Sharon met with Peres on Tuesday to brief him on the security situation, leading to speculation that plans were in the works for a national unity government of Likud, Labor and Shinui. Peres reportedly took a hard line, declaring that he would support only a full disengagement, not a stripped-down plan.

Still, the very fact of the meeting had some politicians speculating about a political “Big Band,” a reshuffling in which Sharon would leave the Likud and form a new centrist bloc together with Peres and Shinui leader Tommy Lapid. Cynics noted that the trio has an average age in excess of 75.

In fact, the referendum emphasized the power balance within the Likud, where the rank and file now appear to hold veto power over the party leadership. Numerous observers warned that the ruling party was being taken over by representatives of the settler movement, who ran an emotional, well-organized and well-funded campaign against Sharon’s plan. But the plan’s opponents ran strongly in virtually every sector of the Likud, particularly in the development towns and the powerful Jerusalem branch. Sharon ran strongest in established areas such as Tel Aviv and Netanya, but even there opponents took nearly half the vote. It seemed in the end that most Likud members, whether they chose to vote or not, simply thought that the prime minister’s plan was a bad bargain for Israel, White House endorsement or no.

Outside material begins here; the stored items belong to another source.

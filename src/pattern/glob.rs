//! Value matchers for pattern fields.
//!
//! | Pattern | Semantics |
//! |---------|-----------|
//! | `"*"` | matches everything |
//! | `"prefix*"` | prefix match |
//! | `"*suffix"` | suffix match |
//! | `"*contains*"` | contains match |
//! | `"a?c"`, `"v[0-9]*"` | general glob (via the `glob` crate) |
//! | `"exact"` | exact match |

/// Characters that turn a pattern value into a glob.
const GLOB_CHARS: &[char] = &['*', '?', '['];

/// A compiled matcher for a single pattern field value.
#[derive(Debug, Clone)]
pub enum ValueMatcher {
    /// Literal value, compared for equality
    Exact(String),
    /// `*`
    Any,
    /// `prefix*`
    Prefix(String),
    /// `*suffix`
    Suffix(String),
    /// `*contains*`
    Contains(String),
    /// Anything else containing glob syntax
    Glob(::glob::Pattern),
}

impl ValueMatcher {
    /// Compile a pattern value.
    ///
    /// # Errors
    ///
    /// Returns a description of the problem when the value is not a valid glob.
    pub fn new(value: &str) -> Result<Self, String> {
        if !value.contains(GLOB_CHARS) {
            return Ok(Self::Exact(value.to_string()));
        }
        let collapsed = collapse_stars(value);
        let value = collapsed.as_str();
        if value == "*" {
            return Ok(Self::Any);
        }

        let starts_star = value.starts_with('*');
        let ends_star = value.ends_with('*');
        let inner = value.trim_matches('*');
        if !inner.contains(GLOB_CHARS) {
            match (starts_star, ends_star) {
                (true, true) if value.len() - inner.len() == 2 => {
                    return Ok(Self::Contains(inner.to_string()));
                }
                (true, false) if value.len() - inner.len() == 1 => {
                    return Ok(Self::Suffix(inner.to_string()));
                }
                (false, true) if value.len() - inner.len() == 1 => {
                    return Ok(Self::Prefix(inner.to_string()));
                }
                _ => {}
            }
        }

        ::glob::Pattern::new(value)
            .map(Self::Glob)
            .map_err(|e| format!("invalid glob '{value}': {e}"))
    }

    /// Returns `true` for literal (non-wildcard) values.
    #[must_use]
    pub fn is_exact(&self) -> bool {
        matches!(self, Self::Exact(_))
    }

    /// Test a value against this matcher.
    #[must_use]
    pub fn matches(&self, value: &str) -> bool {
        match self {
            Self::Exact(e) => value == e,
            Self::Any => true,
            Self::Prefix(p) => value.starts_with(p.as_str()),
            Self::Suffix(s) => value.ends_with(s.as_str()),
            Self::Contains(c) => value.contains(c.as_str()),
            Self::Glob(p) => p.matches(value),
        }
    }
}

/// Replace every run of `*` with a single `*`.
fn collapse_stars(value: &str) -> String {
    let mut out = String::with_capacity(value.len());
    for c in value.chars() {
        if c != '*' || !out.ends_with('*') {
            out.push(c);
        }
    }
    out
}

#[cfg(test)]
mod tests {
    use super::*;

    fn m(s: &str) -> ValueMatcher {
        ValueMatcher::new(s).unwrap()
    }

    #[test]
    fn wildcard_matches_anything() {
        let p = m("*");
        assert!(p.matches("anything"));
        assert!(p.matches(""));
        assert!(matches!(m("**"), ValueMatcher::Any));
    }

    #[test]
    fn repeated_stars_behave_like_one() {
        assert!(matches!(m("**x"), ValueMatcher::Suffix(ref s) if s == "x"));
        assert!(m("**x").matches("abx"));
        assert!(matches!(m("a**b"), ValueMatcher::Glob(_)));
        assert!(m("a**b").matches("a/b"));
        assert!(m("v***?").matches("v12"));
    }

    #[test]
    fn exact_matches_only_exact() {
        let p = m("get");
        assert!(p.is_exact());
        assert!(p.matches("get"));
        assert!(!p.matches("get_all"));
    }

    #[test]
    fn prefix_suffix_contains() {
        assert!(matches!(m("get*"), ValueMatcher::Prefix(_)));
        assert!(m("get*").matches("get_user"));
        assert!(!m("get*").matches("forget"));

        assert!(matches!(m("*_write"), ValueMatcher::Suffix(_)));
        assert!(m("*_write").matches("db_write"));
        assert!(!m("*_write").matches("db_read"));

        assert!(matches!(m("*search*"), ValueMatcher::Contains(_)));
        assert!(m("*search*").matches("deep_search_tool"));
        assert!(!m("*search*").matches("news"));
    }

    #[test]
    fn general_globs_use_glob_semantics() {
        let p = m("v?.[0-9]");
        assert!(matches!(p, ValueMatcher::Glob(_)));
        assert!(p.matches("v1.2"));
        assert!(!p.matches("v1.x"));
        assert!(m("a*b*c").matches("aXbYc"));
        assert!(!p.is_exact());
    }

    #[test]
    fn invalid_glob_is_rejected() {
        assert!(ValueMatcher::new("[abc").is_err());
    }
}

Thus Sharon, barely two years after his landslide re-election, finds himself in a political impasse, battling a lame-duck label and with no obvious way out. If that were not enough, he still must await the decision later this month by Attorney General Menachem Mazuz on whether to indict him on bribery charges. The referendum may have weakened Sharon even in his legal battle. The attorney general had been under pressure not to indict the prime minister unless the evidence guaranteed a conviction; some commentators warned that an acquittal might produce accusations that the legal establishment had forced an innocent prime minister from office. Now that pressure is off. It is much easier to file charges against a leader whom people view as living on borrowed time anyway.